__Listed records__.
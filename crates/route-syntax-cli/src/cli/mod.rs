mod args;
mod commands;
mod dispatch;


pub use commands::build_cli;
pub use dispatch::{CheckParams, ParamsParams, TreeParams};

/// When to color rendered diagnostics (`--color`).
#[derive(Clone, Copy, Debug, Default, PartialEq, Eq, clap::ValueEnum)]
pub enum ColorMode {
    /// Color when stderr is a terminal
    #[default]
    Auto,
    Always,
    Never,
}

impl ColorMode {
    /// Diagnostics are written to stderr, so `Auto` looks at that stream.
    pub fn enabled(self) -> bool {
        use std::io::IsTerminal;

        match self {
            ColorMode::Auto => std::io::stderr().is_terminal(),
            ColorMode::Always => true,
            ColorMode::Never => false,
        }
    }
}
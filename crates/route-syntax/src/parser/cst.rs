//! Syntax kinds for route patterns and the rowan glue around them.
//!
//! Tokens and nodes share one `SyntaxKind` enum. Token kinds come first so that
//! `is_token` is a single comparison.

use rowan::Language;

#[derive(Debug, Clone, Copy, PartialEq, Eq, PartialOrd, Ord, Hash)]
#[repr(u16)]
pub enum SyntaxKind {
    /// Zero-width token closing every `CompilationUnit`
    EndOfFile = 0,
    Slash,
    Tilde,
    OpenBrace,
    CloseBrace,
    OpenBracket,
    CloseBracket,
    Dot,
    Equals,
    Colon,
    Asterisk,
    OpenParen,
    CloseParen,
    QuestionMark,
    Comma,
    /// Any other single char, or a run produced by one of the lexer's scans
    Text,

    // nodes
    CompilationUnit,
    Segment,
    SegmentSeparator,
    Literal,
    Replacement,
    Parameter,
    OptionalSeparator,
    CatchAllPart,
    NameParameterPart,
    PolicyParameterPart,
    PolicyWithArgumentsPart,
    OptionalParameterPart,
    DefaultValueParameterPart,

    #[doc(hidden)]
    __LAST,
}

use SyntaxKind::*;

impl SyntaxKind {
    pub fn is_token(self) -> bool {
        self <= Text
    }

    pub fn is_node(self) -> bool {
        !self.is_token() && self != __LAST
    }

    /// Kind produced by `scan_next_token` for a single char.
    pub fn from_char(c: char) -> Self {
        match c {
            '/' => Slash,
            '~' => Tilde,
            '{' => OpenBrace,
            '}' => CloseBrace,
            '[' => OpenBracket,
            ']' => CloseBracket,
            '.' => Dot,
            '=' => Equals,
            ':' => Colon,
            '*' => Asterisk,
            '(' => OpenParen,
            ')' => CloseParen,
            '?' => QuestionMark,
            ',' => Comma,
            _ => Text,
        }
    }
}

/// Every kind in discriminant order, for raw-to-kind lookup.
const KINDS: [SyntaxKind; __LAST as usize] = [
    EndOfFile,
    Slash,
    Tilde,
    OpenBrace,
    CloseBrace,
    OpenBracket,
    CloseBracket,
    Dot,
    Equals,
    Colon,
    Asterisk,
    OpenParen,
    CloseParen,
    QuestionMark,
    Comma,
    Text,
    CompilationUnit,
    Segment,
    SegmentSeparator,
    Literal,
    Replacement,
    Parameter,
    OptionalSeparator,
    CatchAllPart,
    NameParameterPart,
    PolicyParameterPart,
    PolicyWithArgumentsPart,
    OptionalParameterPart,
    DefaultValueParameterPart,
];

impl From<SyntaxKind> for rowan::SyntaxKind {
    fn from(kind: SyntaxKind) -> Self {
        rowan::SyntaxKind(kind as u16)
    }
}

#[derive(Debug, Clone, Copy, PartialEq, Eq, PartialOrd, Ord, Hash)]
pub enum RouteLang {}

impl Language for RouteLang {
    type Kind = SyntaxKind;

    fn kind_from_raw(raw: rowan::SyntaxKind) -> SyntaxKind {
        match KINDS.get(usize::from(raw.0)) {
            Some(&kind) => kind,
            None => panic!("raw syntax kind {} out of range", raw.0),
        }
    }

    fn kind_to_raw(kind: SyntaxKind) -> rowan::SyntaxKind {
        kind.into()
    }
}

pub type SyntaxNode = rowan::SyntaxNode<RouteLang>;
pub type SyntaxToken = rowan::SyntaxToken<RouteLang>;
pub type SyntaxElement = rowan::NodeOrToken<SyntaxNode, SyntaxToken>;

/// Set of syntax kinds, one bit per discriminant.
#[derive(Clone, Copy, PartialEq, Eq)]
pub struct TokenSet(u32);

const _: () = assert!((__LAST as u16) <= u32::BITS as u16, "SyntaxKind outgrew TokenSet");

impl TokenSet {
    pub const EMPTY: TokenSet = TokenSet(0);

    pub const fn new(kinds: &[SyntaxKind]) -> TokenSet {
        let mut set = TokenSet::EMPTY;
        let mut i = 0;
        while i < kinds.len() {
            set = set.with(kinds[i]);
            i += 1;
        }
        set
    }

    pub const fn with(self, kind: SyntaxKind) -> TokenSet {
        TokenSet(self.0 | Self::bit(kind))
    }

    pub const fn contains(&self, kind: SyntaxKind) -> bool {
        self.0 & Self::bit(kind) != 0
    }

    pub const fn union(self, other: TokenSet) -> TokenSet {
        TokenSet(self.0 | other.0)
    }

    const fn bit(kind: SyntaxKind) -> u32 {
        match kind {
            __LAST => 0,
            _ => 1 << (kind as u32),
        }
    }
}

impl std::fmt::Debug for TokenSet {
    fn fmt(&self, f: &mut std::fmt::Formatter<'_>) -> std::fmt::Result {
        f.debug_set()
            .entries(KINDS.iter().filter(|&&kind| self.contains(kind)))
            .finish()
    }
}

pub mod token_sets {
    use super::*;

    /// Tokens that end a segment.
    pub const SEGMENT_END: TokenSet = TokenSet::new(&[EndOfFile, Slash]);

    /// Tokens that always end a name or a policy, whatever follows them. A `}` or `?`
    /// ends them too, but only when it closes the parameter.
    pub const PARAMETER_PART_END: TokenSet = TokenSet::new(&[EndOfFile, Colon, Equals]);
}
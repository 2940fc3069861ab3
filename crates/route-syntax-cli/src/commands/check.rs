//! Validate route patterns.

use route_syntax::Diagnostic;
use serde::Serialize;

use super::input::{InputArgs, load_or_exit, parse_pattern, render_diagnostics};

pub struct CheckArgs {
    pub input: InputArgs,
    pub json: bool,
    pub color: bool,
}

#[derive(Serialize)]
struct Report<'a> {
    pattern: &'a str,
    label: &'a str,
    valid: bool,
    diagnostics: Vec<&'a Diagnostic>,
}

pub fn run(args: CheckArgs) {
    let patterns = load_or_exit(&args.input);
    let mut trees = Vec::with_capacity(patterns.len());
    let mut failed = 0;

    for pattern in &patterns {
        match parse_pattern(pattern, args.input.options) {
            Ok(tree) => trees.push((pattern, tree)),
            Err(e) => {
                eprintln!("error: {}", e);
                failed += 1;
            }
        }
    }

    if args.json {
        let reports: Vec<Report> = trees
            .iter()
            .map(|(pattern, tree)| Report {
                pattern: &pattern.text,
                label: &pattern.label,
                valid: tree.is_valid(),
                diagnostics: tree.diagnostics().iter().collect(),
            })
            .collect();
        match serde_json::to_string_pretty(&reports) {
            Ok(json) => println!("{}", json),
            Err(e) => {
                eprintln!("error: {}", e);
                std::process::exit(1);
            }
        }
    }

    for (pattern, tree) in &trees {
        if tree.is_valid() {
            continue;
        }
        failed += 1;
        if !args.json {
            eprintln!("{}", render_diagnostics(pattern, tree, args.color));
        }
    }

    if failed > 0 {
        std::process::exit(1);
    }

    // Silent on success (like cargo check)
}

==

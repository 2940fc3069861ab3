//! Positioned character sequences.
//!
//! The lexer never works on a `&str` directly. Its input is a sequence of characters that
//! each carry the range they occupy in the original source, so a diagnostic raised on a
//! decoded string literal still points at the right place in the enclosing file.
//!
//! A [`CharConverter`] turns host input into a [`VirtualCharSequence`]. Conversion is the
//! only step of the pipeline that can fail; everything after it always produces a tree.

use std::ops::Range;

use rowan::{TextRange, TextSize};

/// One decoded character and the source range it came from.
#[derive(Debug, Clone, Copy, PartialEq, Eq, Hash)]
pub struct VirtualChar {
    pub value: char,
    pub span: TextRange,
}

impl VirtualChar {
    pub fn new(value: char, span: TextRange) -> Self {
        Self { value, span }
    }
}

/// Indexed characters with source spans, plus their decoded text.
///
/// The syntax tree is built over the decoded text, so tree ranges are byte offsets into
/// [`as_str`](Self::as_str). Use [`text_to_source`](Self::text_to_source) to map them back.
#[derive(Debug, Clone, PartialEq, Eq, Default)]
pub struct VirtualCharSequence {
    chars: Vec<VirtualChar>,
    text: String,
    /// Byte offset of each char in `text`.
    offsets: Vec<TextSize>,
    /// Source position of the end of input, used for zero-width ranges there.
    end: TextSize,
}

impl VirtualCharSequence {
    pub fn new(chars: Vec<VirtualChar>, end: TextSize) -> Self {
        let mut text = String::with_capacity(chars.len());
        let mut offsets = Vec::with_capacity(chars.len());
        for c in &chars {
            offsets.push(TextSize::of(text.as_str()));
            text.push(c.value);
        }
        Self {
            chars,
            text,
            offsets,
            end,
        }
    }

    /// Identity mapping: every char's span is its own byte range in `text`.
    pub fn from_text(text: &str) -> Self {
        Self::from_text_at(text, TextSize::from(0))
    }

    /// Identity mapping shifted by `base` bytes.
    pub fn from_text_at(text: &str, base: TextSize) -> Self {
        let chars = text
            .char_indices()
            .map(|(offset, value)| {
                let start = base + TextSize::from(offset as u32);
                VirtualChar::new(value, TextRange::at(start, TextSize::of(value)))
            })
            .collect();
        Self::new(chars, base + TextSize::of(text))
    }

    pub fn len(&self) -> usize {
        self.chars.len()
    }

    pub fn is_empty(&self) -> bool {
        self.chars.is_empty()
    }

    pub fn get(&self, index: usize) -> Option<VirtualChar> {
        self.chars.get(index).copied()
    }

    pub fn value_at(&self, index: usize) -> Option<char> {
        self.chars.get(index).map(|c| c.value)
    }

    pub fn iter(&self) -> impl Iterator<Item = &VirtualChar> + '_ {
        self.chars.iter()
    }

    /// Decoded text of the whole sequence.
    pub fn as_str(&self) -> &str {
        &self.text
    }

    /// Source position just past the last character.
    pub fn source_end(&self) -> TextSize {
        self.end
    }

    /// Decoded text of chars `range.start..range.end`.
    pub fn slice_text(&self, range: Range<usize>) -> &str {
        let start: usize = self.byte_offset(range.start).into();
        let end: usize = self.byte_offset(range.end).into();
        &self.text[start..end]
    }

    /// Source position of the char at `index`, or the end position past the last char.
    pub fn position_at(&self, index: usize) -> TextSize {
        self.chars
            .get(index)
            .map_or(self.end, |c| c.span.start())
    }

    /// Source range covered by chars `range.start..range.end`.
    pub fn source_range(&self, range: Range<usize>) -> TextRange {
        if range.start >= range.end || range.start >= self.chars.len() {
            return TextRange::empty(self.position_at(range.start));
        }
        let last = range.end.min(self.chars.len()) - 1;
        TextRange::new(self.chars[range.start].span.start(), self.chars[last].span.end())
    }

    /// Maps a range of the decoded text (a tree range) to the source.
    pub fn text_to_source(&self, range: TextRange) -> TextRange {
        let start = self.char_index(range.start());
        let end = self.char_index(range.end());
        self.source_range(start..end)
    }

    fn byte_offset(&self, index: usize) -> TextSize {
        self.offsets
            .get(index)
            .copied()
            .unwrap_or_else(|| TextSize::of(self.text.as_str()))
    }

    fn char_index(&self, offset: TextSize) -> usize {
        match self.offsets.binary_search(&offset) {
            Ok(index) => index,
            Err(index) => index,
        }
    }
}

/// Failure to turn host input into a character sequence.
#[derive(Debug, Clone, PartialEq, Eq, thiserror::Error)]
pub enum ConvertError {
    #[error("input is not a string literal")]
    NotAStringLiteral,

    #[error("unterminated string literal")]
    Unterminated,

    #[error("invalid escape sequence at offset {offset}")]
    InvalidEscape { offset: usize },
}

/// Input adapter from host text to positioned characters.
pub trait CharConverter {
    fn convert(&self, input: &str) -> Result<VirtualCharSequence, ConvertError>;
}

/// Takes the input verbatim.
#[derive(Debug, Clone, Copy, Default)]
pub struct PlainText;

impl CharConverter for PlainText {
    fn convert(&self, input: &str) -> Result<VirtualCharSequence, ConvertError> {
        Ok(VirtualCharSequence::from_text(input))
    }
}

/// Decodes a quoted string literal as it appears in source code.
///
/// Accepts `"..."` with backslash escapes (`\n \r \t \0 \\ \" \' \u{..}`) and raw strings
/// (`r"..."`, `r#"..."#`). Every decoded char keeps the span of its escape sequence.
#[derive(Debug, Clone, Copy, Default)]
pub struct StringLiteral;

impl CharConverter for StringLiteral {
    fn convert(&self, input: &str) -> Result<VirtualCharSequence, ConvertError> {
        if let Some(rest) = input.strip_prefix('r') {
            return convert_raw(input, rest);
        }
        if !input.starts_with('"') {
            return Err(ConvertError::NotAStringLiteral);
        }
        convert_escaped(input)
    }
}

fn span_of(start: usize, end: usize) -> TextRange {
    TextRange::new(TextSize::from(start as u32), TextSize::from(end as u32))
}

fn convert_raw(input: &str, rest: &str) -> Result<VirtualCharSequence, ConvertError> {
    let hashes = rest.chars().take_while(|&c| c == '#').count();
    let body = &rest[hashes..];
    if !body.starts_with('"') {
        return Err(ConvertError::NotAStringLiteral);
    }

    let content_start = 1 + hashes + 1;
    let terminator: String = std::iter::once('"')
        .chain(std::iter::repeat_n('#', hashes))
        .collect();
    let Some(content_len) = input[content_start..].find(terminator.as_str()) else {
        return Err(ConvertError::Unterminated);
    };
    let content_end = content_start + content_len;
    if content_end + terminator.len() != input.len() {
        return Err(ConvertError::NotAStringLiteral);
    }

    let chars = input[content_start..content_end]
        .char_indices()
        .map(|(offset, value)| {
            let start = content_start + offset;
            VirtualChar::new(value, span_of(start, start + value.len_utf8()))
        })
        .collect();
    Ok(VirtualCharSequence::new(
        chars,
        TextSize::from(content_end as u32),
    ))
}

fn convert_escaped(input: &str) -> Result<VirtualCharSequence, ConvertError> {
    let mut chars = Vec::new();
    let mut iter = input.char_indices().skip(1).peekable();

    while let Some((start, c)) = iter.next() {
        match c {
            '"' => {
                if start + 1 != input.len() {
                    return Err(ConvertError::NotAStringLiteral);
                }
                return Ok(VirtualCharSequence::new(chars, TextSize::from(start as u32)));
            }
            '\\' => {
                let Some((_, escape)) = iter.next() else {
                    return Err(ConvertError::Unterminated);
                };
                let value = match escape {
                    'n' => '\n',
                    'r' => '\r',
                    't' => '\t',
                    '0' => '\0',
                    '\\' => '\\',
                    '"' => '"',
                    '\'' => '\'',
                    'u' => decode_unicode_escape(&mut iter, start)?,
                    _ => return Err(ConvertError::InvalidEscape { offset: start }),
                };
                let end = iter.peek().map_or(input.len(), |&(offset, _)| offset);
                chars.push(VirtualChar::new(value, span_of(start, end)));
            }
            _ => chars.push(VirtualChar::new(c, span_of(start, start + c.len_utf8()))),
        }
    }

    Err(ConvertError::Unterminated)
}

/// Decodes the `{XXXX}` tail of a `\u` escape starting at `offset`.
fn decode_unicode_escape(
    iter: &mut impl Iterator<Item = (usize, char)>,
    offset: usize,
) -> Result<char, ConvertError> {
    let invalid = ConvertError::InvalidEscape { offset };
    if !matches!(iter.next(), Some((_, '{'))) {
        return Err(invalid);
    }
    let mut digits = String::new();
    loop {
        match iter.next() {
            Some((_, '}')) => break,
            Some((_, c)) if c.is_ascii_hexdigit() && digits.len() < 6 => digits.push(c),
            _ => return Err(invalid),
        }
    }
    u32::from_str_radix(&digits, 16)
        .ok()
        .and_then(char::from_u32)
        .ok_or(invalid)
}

---

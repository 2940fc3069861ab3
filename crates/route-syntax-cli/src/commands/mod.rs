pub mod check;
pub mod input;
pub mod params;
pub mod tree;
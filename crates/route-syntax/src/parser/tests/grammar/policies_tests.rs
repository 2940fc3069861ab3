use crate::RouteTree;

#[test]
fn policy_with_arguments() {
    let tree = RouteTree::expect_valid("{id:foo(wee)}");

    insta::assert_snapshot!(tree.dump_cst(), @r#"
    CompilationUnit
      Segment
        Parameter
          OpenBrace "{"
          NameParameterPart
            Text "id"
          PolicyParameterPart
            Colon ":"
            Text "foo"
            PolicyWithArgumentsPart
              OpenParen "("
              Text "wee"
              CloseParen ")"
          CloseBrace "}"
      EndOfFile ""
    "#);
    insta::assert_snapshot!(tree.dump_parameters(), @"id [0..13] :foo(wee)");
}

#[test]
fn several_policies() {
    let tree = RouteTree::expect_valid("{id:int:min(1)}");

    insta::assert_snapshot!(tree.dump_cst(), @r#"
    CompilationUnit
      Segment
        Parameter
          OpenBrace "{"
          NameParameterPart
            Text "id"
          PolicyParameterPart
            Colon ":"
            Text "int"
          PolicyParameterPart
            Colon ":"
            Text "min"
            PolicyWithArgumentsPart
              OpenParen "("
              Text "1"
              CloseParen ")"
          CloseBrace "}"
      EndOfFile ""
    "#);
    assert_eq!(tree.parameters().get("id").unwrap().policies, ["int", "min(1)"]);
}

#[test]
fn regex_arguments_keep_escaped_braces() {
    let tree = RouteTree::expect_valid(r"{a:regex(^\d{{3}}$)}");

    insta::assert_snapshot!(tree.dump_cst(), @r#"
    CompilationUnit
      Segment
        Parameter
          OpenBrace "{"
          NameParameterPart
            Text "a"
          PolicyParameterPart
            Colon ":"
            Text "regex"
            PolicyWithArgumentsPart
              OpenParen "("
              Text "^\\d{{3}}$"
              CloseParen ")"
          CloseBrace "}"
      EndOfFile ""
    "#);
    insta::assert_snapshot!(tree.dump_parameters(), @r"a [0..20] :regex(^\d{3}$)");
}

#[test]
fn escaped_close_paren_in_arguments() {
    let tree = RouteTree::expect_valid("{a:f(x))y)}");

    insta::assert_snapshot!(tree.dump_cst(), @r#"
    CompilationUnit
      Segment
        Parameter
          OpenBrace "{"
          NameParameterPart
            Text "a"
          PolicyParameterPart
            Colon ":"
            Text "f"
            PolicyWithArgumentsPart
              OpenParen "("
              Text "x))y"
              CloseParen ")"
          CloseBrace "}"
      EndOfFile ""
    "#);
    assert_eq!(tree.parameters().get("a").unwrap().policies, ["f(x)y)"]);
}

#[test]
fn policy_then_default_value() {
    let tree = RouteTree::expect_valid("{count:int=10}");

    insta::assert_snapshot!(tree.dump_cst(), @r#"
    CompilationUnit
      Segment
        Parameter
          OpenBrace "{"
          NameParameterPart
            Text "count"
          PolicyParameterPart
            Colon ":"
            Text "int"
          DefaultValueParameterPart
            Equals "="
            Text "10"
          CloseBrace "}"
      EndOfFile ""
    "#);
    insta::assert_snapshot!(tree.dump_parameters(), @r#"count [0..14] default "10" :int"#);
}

__What you should do__. Your response should be made up of the lines in the data that contain the word "other".

__Output of the task__.
    /// Any other single char, or a run produced by one of the lexer's scans
    pub const fn union(self, other: TokenSet) -> TokenSet {
        TokenSet(self.0 | other.0)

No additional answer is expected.